##### DATA LISTING

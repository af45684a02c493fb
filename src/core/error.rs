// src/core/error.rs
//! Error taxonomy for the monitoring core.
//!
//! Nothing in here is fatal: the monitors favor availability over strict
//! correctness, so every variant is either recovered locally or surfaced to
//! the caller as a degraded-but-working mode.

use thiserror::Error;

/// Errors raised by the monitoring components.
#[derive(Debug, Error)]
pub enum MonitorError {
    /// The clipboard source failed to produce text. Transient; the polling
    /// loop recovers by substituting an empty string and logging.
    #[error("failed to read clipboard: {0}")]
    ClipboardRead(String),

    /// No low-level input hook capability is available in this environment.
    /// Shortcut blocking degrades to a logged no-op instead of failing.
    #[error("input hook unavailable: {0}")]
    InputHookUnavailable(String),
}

##########
##### DATA LISTING

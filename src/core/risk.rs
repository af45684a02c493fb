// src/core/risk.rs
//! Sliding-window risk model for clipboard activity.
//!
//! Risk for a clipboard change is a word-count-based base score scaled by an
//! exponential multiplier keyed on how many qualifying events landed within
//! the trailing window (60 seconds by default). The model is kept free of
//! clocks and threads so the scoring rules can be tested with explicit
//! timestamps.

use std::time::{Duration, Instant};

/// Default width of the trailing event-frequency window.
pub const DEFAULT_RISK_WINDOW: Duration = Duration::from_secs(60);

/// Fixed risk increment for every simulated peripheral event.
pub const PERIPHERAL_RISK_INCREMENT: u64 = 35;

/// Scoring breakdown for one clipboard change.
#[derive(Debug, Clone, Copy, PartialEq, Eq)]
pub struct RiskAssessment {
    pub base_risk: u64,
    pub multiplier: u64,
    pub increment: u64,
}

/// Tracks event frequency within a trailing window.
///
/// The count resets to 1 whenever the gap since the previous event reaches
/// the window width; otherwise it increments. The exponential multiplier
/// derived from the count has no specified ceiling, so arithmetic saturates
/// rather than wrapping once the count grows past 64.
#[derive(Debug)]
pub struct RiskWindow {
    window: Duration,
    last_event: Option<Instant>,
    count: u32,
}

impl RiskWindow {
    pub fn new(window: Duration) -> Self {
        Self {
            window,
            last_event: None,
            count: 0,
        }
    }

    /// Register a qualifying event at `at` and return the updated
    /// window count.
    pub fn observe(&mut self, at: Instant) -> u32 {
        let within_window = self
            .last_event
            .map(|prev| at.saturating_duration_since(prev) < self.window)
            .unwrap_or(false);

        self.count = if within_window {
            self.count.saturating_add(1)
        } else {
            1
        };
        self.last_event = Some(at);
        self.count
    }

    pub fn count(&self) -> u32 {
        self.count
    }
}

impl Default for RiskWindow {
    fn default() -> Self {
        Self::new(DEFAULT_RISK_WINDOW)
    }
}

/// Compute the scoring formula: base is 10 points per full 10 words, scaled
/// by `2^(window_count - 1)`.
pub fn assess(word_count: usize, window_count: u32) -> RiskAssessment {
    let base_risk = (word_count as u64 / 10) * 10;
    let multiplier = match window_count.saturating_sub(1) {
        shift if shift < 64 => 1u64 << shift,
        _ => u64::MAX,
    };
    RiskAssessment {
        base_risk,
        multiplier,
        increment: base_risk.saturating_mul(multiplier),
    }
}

##########

YOUR INSTRUCTIONS: Among the lines above, repeat exactly those from the line with "events landed within" to the line with "pub const DEFAULT_RISK_WINDOW: Duration", counting both ends.

EXERCISE RESPONSE:
//! exponential multiplier keyed on how many qualifying events landed within
//! the trailing window (60 seconds by default). The model is kept free of
//! clocks and threads so the scoring rules can be tested with explicit
//! timestamps.

use std::time::{Duration, Instant};

/// Default width of the trailing event-frequency window.
pub const DEFAULT_RISK_WINDOW: Duration = Duration::from_secs(60);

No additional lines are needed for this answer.